LTC readmissionAt all types of LTC facilities, the pressure is on to reduce hospitalization, and for short-term stay patients, to reduce readmission to the skilled nursing or rehab center. An often-cited Henry J. Kaiser Family Foundation study shows reducing hospitalizations and emergency room visits by 25% among Medicare beneficiaries living in LTC facilities could have reduced $2.1 billion in healthcare costs in 2011 alone. These savings come from the high cost of acute care, and the potential for medication errors and hospital-acquired infections that can occur during a hospital stay, particularly among the frail-elderly, says Stefanacci. Similar studies have suggested that a 33% reduction in potentially avoidable hospitalizations would save Medicare more than $1 billion annually.

As a result, LTC facilities continue to face mandates from the CMS to reduce hospitalizations and readmissions to skilled-nursing and rehab facilities. CMS estimates that roughly 45% of hospitalizations among Medicare/Medicaid enrollees receiving either Medicare skilled nursing facility services or Medicaid nursing facility services could have been avoided, saving billions of dollars in healthcare expenditures.

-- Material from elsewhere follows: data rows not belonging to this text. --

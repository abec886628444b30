//! Text helpers for share-image generation and embed payloads.

use base64::Engine;
use base64::engine::general_purpose::STANDARD as BASE64;

/// Base64-encode a string's UTF-8 bytes.
pub fn btoa(input: &str) -> String {
    BASE64.encode(input.as_bytes())
}

/// Greedy word wrap: each line takes words for as long as appending the
/// next one keeps the line within `max_char_length` characters. The
/// joining space is not counted toward the limit.
pub fn split_lines(input: &str, max_char_length: usize) -> Vec<String> {
    let mut lines: Vec<String> = Vec::new();
    for word in input.split(' ') {
        match lines.last_mut() {
            Some(last) if last.chars().count() + word.chars().count() <= max_char_length => {
                last.push(' ');
                last.push_str(word);
            }
            _ => lines.push(word.to_string()),
        }
    }
    lines
}

// ============================================================================
// Tests
// ============================================================================

#[cfg(test)]
mod tests {
    use super::*;

    #[test]
    fn test_btoa() {
        assert_eq!(btoa("hello world"), "aGVsbG8gd29ybGQ=");
        assert_eq!(btoa(""), "");
    }

    #[test]
    fn test_split_lines_wraps_greedily() {
        assert_eq!(
            split_lines("the quick brown fox", 10),
            vec!["the quick", "brown fox"]
        );
    }

    #[test]
    fn test_split_lines_single_line() {
        assert_eq!(split_lines("short title", 40), vec!["short title"]);
    }

    #[test]
    fn test_split_lines_overlong_word_gets_own_line() {
        assert_eq!(
            split_lines("a supercalifragilistic b", 5),
            vec!["a", "supercalifragilistic", "b"]
        );
    }

    #[test]
    fn test_split_lines_empty_input() {
        assert_eq!(split_lines("", 10), vec![""]);
    }

    #[test]
    fn test_split_lines_counts_chars_not_bytes() {
        // "café au" is 7 chars but 8 bytes; "de" still fits a 9-char line
        assert_eq!(split_lines("café au de", 9), vec!["café au de"]);
    }
}
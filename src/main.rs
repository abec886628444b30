//! Inkstone - Writing stats, tag indexes, and an asset pipeline for blogs.

use anyhow::{Context, Result};
use clap::Parser;
use inkstone::assets;
use inkstone::cli::{Cli, Commands, ReportArgs};
use inkstone::config::SiteConfig;
use inkstone::content::{post, stats, tags};
use serde::Serialize;
use std::{fs, path::Path};

fn main() -> Result<()> {
    let cli: &'static Cli = Box::leak(Box::new(Cli::parse()));
    let config: &'static SiteConfig = Box::leak(Box::new(load_config(cli)?));

    match &cli.command {
        Commands::Stats { report_args } => {
            let posts = post::load_posts(config)?;
            write_report(&stats::aggregate(&posts), report_args)
        }
        Commands::Tags { report_args } => {
            let posts = post::load_posts(config)?;
            let links = post::load_links(config)?;
            write_report(&tags::build_report(&posts, &links, config), report_args)
        }
        Commands::Assets {
            images,
            social,
            scripts,
        } => assets::process_all(
            config,
            images.unwrap_or(true),
            social.unwrap_or(true),
            scripts.unwrap_or(true),
        ),
    }
}

/// Load and validate configuration from CLI arguments
fn load_config(cli: &'static Cli) -> Result<SiteConfig> {
    let root = cli.root.as_deref().unwrap_or(Path::new("./"));
    let config_path = root.join(&cli.config);

    let mut config = if config_path.exists() {
        SiteConfig::from_path(&config_path)?
    } else {
        SiteConfig::default()
    };
    config.update_with_cli(cli);
    config.validate()?;

    Ok(config)
}

/// Serialize a report as JSON and write it to the requested destination.
fn write_report<T: Serialize>(report: &T, args: &ReportArgs) -> Result<()> {
    let json = if args.pretty.unwrap_or(false) {
        serde_json::to_string_pretty(report)?
    } else {
        serde_json::to_string(report)?
    };

    match &args.output {
        Some(path) => fs::write(path, json)
            .with_context(|| format!("Failed to write report to `{}`", path.display())),
        None => {
            println!("{json}");
            Ok(())
        }
    }
}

Today, “targeting those LTC facilities that are discharging the most patients to home (such data are available on the CMS website) should be a strategic business focus for those providing therapies for chronic conditions such as heart disease, diabetes, COPD and others,” says ASCP’s Grosso. “Today a typical short-stay nursing home with 100 beds may have an average length of stay of 20 days. Such turnover means that 150 patients per month are being discharged to home. Compared with longer-stay LTC setting, these facilities are producing a larger target patient population who may benefit from the strategic adherence factors, outcomes data, and safety and clinical advantages that the branded drug may be able to provide at home—in other words, that the drug should not be judged on its price alone.”

“To reduce costs and improve the patient experience and outcomes, CMS is calling for efforts to coordinate care earlier in an effort to avoid hospitalization earlier, or if hospitalization is necessary, there should be a better transfer of information for an improved patient care plan in an effort to reduce adverse events,” adds Doyle of QuintilesIMS. The right medications can play a big role here in reducing hospitalization and readmission.

A case in point that Doyle cites is Entresto, the branded ACE inhibitor from Novartis. He says that the drug has been proven to reduce congestive heart failure (CHF)-related hospitalization. “LTC facilities are very much focused on which drugs could help to avoid or reduce the length of stay—and such clinical advantages may help to address cost differentials over generic alternatives,” he says.

“Under current and proposed Medicare rules, nursing homes and hospitals will continue to be financially penalized for excessive hospital readmissions,” says Grosso of ASCP. “So it begs the question for them: ‘Should we put the patient on the higher-cost therapy (that may prevent readmission), or should we save money in the short term on generics but then face penalties later?’” As the debate continues over whether it’s more prudent to opt for the lowest-cost drug, or to pay the higher cost of a branded therapy with data that supports reduction of overall episode-of-care costs, says Grosso, “It’s more important today than ever before that pharmaceutical manufacturers and healthcare providers work collaboratively to focus on the patient’s episode of care and consider the most cost-effective drug therapy rather than the lowest-cost drug.”